• [Action item]:
From the first line of the records through the line containing "in the default table.", retype every line exactly and nothing else.
(Available data begins)
//! Summarizes a keymap and flags entries the decoder will never act on.
//!
//! A keymap that parses can still be wrong.  The checks here catch the
//! mistakes that are silent at decode time:
//!
//! - a `modifier_release` entry naming an ordinary key (the release decodes
//!   as a plain scan code instead of releasing anything);
//! - a momentary modifier with no release code (it can never be let go);
//! - a modifier release code that also appears in `default` (the release
//!   wins, so the default entry is unreachable).  Release codes naming an
//!   ordinary key fall through to the tables, so their default entry stays
//!   reachable.

use std::collections::BTreeSet;
use std::io::Write;

use coax_core::{Key, Keymap, KeymapTable, Modifier, ScanCode};

use super::ToolError;

/// A problem found in an otherwise valid keymap.
#[derive(Debug, Clone, PartialEq, Eq)]
pub enum KeymapWarning {
    /// A release code maps to a key that is not a modifier.
    ReleaseOfOrdinaryKey { scan_code: ScanCode, key: Key },
    /// A momentary modifier is pressable but has no release code.
    ModifierWithoutRelease { key: Key },
    /// A modifier release code shadows an entry in the default table.
    ShadowedDefault { scan_code: ScanCode, key: Key },
}

impl std::fmt::Display for KeymapWarning {
    fn fmt(&self, f: &mut std::fmt::Formatter<'_>) -> std::fmt::Result {
        match self {
            KeymapWarning::ReleaseOfOrdinaryKey { scan_code, key } => write!(
                f,
                "release code {scan_code:#06x} names {key:?}, which is not a modifier"
            ),
            KeymapWarning::ModifierWithoutRelease { key } => {
                write!(f, "{key:?} can be pressed but has no release code")
            }
            KeymapWarning::ShadowedDefault { scan_code, key } => write!(
                f,
                "default entry {scan_code:#06x} = {key:?} is shadowed by a release code"
            ),
        }
    }
}

/// What `coax-keytool keymap` reports about a keymap.
#[derive(Debug, Clone, PartialEq, Eq)]
pub struct KeymapReport {
    pub name: String,
    /// Entry count per table, in file order.
    pub entries: Vec<(KeymapTable, usize)>,
    /// Modifier keys reachable from the default table.
    pub modifiers: Vec<Key>,
    pub warnings: Vec<KeymapWarning>,
}

impl KeymapReport {
    pub fn is_clean(&self) -> bool {
        self.warnings.is_empty()
    }
}

/// Builds the report for `keymap`.
pub fn inspect_keymap(keymap: &Keymap) -> KeymapReport {
    let entries = KeymapTable::ALL
        .iter()
        .map(|&table| (table, keymap.table(table).len()))
        .collect();

    let modifiers: BTreeSet<Key> = keymap
        .table(KeymapTable::Default)
        .values()
        .copied()
        .filter(|&key| Modifier::from_key(key).is_some())
        .collect();

    let released: BTreeSet<Key> = keymap
        .table(KeymapTable::ModifierRelease)
        .values()
        .copied()
        .collect();

    let mut warnings = Vec::new();

    let mut releases: Vec<(ScanCode, Key)> = keymap
        .table(KeymapTable::ModifierRelease)
        .iter()
        .map(|(&scan_code, &key)| (scan_code, key))
        .collect();
    releases.sort_unstable();

    for (scan_code, key) in releases {
        if Modifier::from_key(key).is_none() {
            warnings.push(KeymapWarning::ReleaseOfOrdinaryKey { scan_code, key });
            continue;
        }
        if let Some(shadowed) = keymap.default_key(scan_code) {
            warnings.push(KeymapWarning::ShadowedDefault {
                scan_code,
                key: shadowed,
            });
        }
    }

    for &key in &modifiers {
        let latched = Modifier::from_key(key).is_some_and(Modifier::is_latched);
        if !latched && !released.contains(&key) {
            warnings.push(KeymapWarning::ModifierWithoutRelease { key });
        }
    }

    KeymapReport {
        name: keymap.name().to_string(),
        entries,
        modifiers: modifiers.into_iter().collect(),
        warnings,
    }
}

/// Writes `report` in a human-readable form.
///
/// # Errors
///
/// Returns [`ToolError::Io`] if writing fails.
pub fn write_report<W: Write>(report: &KeymapReport, mut output: W) -> Result<(), ToolError> {
    writeln!(output, "keymap: {}", report.name)?;
    for (table, count) in &report.entries {
        writeln!(output, "  [{table}] {count} entries")?;
    }
    let modifiers = report
        .modifiers
        .iter()
        .map(|key| format!("{key:?}"))
        .collect::<Vec<_>>();
    writeln!(
        output,
        "  modifiers: {}",
        if modifiers.is_empty() {
            "none".to_string()
        } else {
            modifiers.join(", ")
        }
    )?;
    for warning in &report.warnings {
        writeln!(output, "warning: {warning}")?;
    }
    output.flush()?;
    Ok(())
}

#[cfg(test)]
mod tests {
    use super::*;

    fn consistent_keymap() -> Keymap {
        Keymap::builder("consistent")
            .default_key(0x40, Key::LowerA)
            .shift_key(0x40, Key::UpperA)
            .default_key(0x70, Key::LeftShift)
            .default_key(0x74, Key::CapsLock)
            .modifier_release(0xf0, Key::LeftShift)
            .build()
    }

    #[test]
    fn test_consistent_keymap_has_no_warnings() {
        // Arrange
        let keymap = consistent_keymap();

        // Act
        let report = inspect_keymap(&keymap);

        // Assert
        assert!(report.is_clean(), "unexpected warnings: {:?}", report.warnings);
        assert_eq!(report.name, "consistent");
        assert_eq!(
            report.entries,
            vec![
                (KeymapTable::Default, 3),
                (KeymapTable::Shift, 1),
                (KeymapTable::Alt, 0),
                (KeymapTable::ModifierRelease, 1),
            ]
        );
        assert_eq!(report.modifiers, vec![Key::LeftShift, Key::CapsLock]);
    }

    #[test]
    fn test_caps_lock_needs_no_release_code() {
        let keymap = Keymap::builder("caps").default_key(0x74, Key::CapsLock).build();

        assert!(inspect_keymap(&keymap).is_clean());
    }

    #[test]
    fn test_momentary_modifier_without_release_is_flagged() {
        let keymap = Keymap::builder("stuck").default_key(0x72, Key::LeftAlt).build();

        let report = inspect_keymap(&keymap);

        assert_eq!(
            report.warnings,
            vec![KeymapWarning::ModifierWithoutRelease { key: Key::LeftAlt }]
        );
    }

    #[test]
    fn test_release_of_ordinary_key_is_flagged() {
        let keymap = Keymap::builder("odd")
            .modifier_release(0xc0, Key::LowerA)
            .build();

        let report = inspect_keymap(&keymap);

        assert_eq!(
            report.warnings,
            vec![KeymapWarning::ReleaseOfOrdinaryKey {
                scan_code: 0xc0,
                key: Key::LowerA
            }]
        );
    }

    #[test]
    fn test_ordinary_release_code_does_not_shadow_default() {
        // Arrange: 0xc0 decodes to Enter because LowerA is not a modifier
        let keymap = Keymap::builder("overlap")
            .default_key(0xc0, Key::Enter)
            .modifier_release(0xc0, Key::LowerA)
            .build();

        // Act
        let report = inspect_keymap(&keymap);

        // Assert
        assert_eq!(
            report.warnings,
            vec![KeymapWarning::ReleaseOfOrdinaryKey {
                scan_code: 0xc0,
                key: Key::LowerA
            }]
        );
        let decoded = coax_core::KeyboardDecoder::new(&keymap).decode(0xc0);
        assert_eq!(decoded.key, Some(Key::Enter));
    }

    #[test]
    fn test_release_code_shadowing_default_is_flagged() {
        let keymap = Keymap::builder("shadow")
            .default_key(0x70, Key::LeftShift)
            .default_key(0xf0, Key::Enter)
            .modifier_release(0xf0, Key::LeftShift)
            .build();

        let report = inspect_keymap(&keymap);

        assert_eq!(
            report.warnings,
            vec![KeymapWarning::ShadowedDefault {
                scan_code: 0xf0,
                key: Key::Enter
            }]
        );
    }

    #[test]
    fn test_write_report_lists_tables_and_warnings() {
        // Arrange
        let keymap = Keymap::builder("stuck").default_key(0x72, Key::LeftAlt).build();
        let report = inspect_keymap(&keymap);
        let mut output = Vec::new();

        // Act
        write_report(&report, &mut output).expect("write");

        // Assert
        let text = String::from_utf8(output).unwrap();
        assert_eq!(
            text,
            "keymap: stuck\n  [default] 1 entries\n  [shift] 0 entries\n  [alt] 0 entries\n  \
             [modifier_release] 0 entries\n  modifiers: LeftAlt\n\
             warning: LeftAlt can be pressed but has no release code\n"
        );
    }
}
(Available data ends)
• [Exercise answer]:
//! Summarizes a keymap and flags entries the decoder will never act on.
//!
//! A keymap that parses can still be wrong.  The checks here catch the
//! mistakes that are silent at decode time:
//!
//! - a `modifier_release` entry naming an ordinary key (the release decodes
//!   as a plain scan code instead of releasing anything);
//! - a momentary modifier with no release code (it can never be let go);
//! - a modifier release code that also appears in `default` (the release
//!   wins, so the default entry is unreachable).  Release codes naming an
//!   ordinary key fall through to the tables, so their default entry stays
//!   reachable.

use std::collections::BTreeSet;
use std::io::Write;

use coax_core::{Key, Keymap, KeymapTable, Modifier, ScanCode};

use super::ToolError;

/// A problem found in an otherwise valid keymap.
#[derive(Debug, Clone, PartialEq, Eq)]
pub enum KeymapWarning {
    /// A release code maps to a key that is not a modifier.
    ReleaseOfOrdinaryKey { scan_code: ScanCode, key: Key },
    /// A momentary modifier is pressable but has no release code.
    ModifierWithoutRelease { key: Key },
    /// A modifier release code shadows an entry in the default table.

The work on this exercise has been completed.